*** Opening PROVIDED INFORMATION ***
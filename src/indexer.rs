//! Indexing coordinator.
//!
//! Owns change detection and the write ordering that keeps the relational
//! records, the chunk store, and the filesystem consistent: per-file
//! indexing with hash-based skip, folder walks, and disk-vs-index
//! reconciliation. The invariant maintained throughout is that a file's
//! record advances only after its chunks are fully written; on any failure
//! the record stays eligible for retry.

use std::collections::HashSet;
use std::fs;
use std::path::{Path, PathBuf};
use std::sync::Arc;

use anyhow::{anyhow, bail, Context, Result};
use globset::{Glob, GlobSet, GlobSetBuilder};
use sha2::{Digest, Sha256};
use sqlx::{sqlite::SqliteRow, Row, SqlitePool};
use walkdir::WalkDir;

use crate::chunker::{chunk_text, ChunkConfig};
use crate::config::Config;
use crate::db;
use crate::embedding::{
    create_dense_embedder, create_sparse_embedder, DenseEmbedder, SparseEmbedder,
};
use crate::models::{
    ChunkMetadata, FolderStatus, FolderSummary, IndexOutcome, IndexState, IndexedFile, SyncSummary,
};
use crate::parser::ParserRegistry;
use crate::store::{folder_under, like_prefix, NewChunk, VectorStore};

pub struct Indexer {
    pool: SqlitePool,
    store: VectorStore,
    parsers: ParserRegistry,
    dense: Arc<dyn DenseEmbedder>,
    sparse: Option<Arc<dyn SparseEmbedder>>,
    chunking: ChunkConfig,
    batch_size: usize,
    exclude: GlobSet,
}
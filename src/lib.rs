// ============================================================================
// observable-map - Observable, Change-Tracking Ordered Maps
// ============================================================================
//
// A key/value container that reads like a map and walks like a sequence,
// and tells a callback about every write.
//
// - ObservableMap: ordered entries + change callback
// - TrackedMap: ordered entries + change callback + change record + save hook
//
// Everything is single-threaded and synchronous. Callbacks run inline on
// the writing call and their errors come straight back to the caller.
// ============================================================================

pub mod collections;
pub mod core;

mod macros;

// Re-export core items at crate root
pub use crate::core::error::{Error, Result};
pub use crate::core::invoke::Invoke;
pub use crate::core::key::{AsKey, Key, KeyRef};
pub use crate::core::merge::DeepMerge;
pub use crate::core::types::{BoxError, CallbackResult, ChangeFn, Entries, SaveFn};

// Re-export collections
pub use collections::{ObservableMap, TrackedMap};

// =============================================================================
// TESTS
// =============================================================================
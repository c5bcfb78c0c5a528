// ============================================================================
// observable-map - Errors
// ============================================================================

use thiserror::Error;

use super::key::Key;
use super::types::BoxError;

/// Errors surfaced by map operations.
///
/// The map never fails on its own during reads and writes: callback failures
/// are wrapped and handed back, and record conversion can reject its input.
#[derive(Debug, Error)]
pub enum Error {
    /// The change callback failed. The write it reported had already been applied.
    #[error("change callback failed for key `{key}`")]
    ChangeCallback {
        key: Key,
        #[source]
        source: BoxError,
    },

    /// The save callback failed.
    #[error("save callback failed")]
    SaveCallback(#[source] BoxError),

    /// A record or snapshot could not be converted through serde.
    #[error("record conversion failed")]
    Record(#[from] serde_json::Error),

    /// A record serialized to something other than an object.
    #[error("expected a record serializing to an object, found {0}")]
    NotARecord(&'static str),
}

pub type Result<T, E = Error> = std::result::Result<T, E>;

#[cfg(test)]
mod tests {
    use super::*;
    use std::error::Error as _;

    #[test]
    fn change_callback_error_keeps_source() {
        let err = Error::ChangeCallback {
            key: Key::from("a"),
            source: "disk full".into(),
        };
        assert_eq!(err.to_string(), "change callback failed for key `a`");
        assert_eq!(err.source().map(|s| s.to_string()), Some("disk full".into()));
    }

    #[test]
    fn not_a_record_message() {
        let err = Error::NotARecord("array");
        assert_eq!(
            err.to_string(),
            "expected a record serializing to an object, found array"
        );
    }
}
*** Closing PROVIDED INFORMATION ***
▶ PROBLEM STATEMENT
Give the listing above again in full, with no word altered.

▶ ANSWER SPACE
filename src/indexer.rs
//! Indexing coordinator.
//!
//! Owns change detection and the write ordering that keeps the relational
//! records, the chunk store, and the filesystem consistent: per-file
//! indexing with hash-based skip, folder walks, and disk-vs-index
//! reconciliation. The invariant maintained throughout is that a file's
//! record advances only after its chunks are fully written; on any failure
//! the record stays eligible for retry.

use std::collections::HashSet;
use std::fs;
use std::path::{Path, PathBuf};
use std::sync::Arc;

use anyhow::{anyhow, bail, Context, Result};
use globset::{Glob, GlobSet, GlobSetBuilder};
use sha2::{Digest, Sha256};
use sqlx::{sqlite::SqliteRow, Row, SqlitePool};
use walkdir::WalkDir;

use crate::chunker::{chunk_text, ChunkConfig};
use crate::config::Config;
use crate::db;
use crate::embedding::{
    create_dense_embedder, create_sparse_embedder, DenseEmbedder, SparseEmbedder,
};
use crate::models::{
    ChunkMetadata, FolderStatus, FolderSummary, IndexOutcome, IndexState, IndexedFile, SyncSummary,
};
use crate::parser::ParserRegistry;
use crate::store::{folder_under, like_prefix, NewChunk, VectorStore};

pub struct Indexer {
    pool: SqlitePool,
    store: VectorStore,
    parsers: ParserRegistry,
    dense: Arc<dyn DenseEmbedder>,
    sparse: Option<Arc<dyn SparseEmbedder>>,
    chunking: ChunkConfig,
    batch_size: usize,
    exclude: GlobSet,
}
filename src/lib.rs
// ============================================================================
// observable-map - Observable, Change-Tracking Ordered Maps
// ============================================================================
//
// A key/value container that reads like a map and walks like a sequence,
// and tells a callback about every write.
//
// - ObservableMap: ordered entries + change callback
// - TrackedMap: ordered entries + change callback + change record + save hook
//
// Everything is single-threaded and synchronous. Callbacks run inline on
// the writing call and their errors come straight back to the caller.
// ============================================================================

pub mod collections;
pub mod core;

mod macros;

// Re-export core items at crate root
pub use crate::core::error::{Error, Result};
pub use crate::core::invoke::Invoke;
pub use crate::core::key::{AsKey, Key, KeyRef};
pub use crate::core::merge::DeepMerge;
pub use crate::core::types::{BoxError, CallbackResult, ChangeFn, Entries, SaveFn};

// Re-export collections
pub use collections::{ObservableMap, TrackedMap};

// =============================================================================
// TESTS
// =============================================================================
repository c5bcfb78c0c5a528
// ============================================================================
// observable-map - Errors
// ============================================================================

use thiserror::Error;

use super::key::Key;
use super::types::BoxError;

/// Errors surfaced by map operations.
///
/// The map never fails on its own during reads and writes: callback failures
/// are wrapped and handed back, and record conversion can reject its input.
#[derive(Debug, Error)]
pub enum Error {
    /// The change callback failed. The write it reported had already been applied.
    #[error("change callback failed for key `{key}`")]
    ChangeCallback {
        key: Key,
        #[source]
        source: BoxError,
    },

    /// The save callback failed.
    #[error("save callback failed")]
    SaveCallback(#[source] BoxError),

    /// A record or snapshot could not be converted through serde.
    #[error("record conversion failed")]
    Record(#[from] serde_json::Error),

    /// A record serialized to something other than an object.
    #[error("expected a record serializing to an object, found {0}")]
    NotARecord(&'static str),
}

pub type Result<T, E = Error> = std::result::Result<T, E>;

#[cfg(test)]
mod tests {
    use super::*;
    use std::error::Error as _;

    #[test]
    fn change_callback_error_keeps_source() {
        let err = Error::ChangeCallback {
            key: Key::from("a"),
            source: "disk full".into(),
        };
        assert_eq!(err.to_string(), "change callback failed for key `a`");
        assert_eq!(err.source().map(|s| s.to_string()), Some("disk full".into()));
    }

    #[test]
    fn not_a_record_message() {
        let err = Error::NotARecord("array");
        assert_eq!(
            err.to_string(),
            "expected a record serializing to an object, found array"
        );
    }
}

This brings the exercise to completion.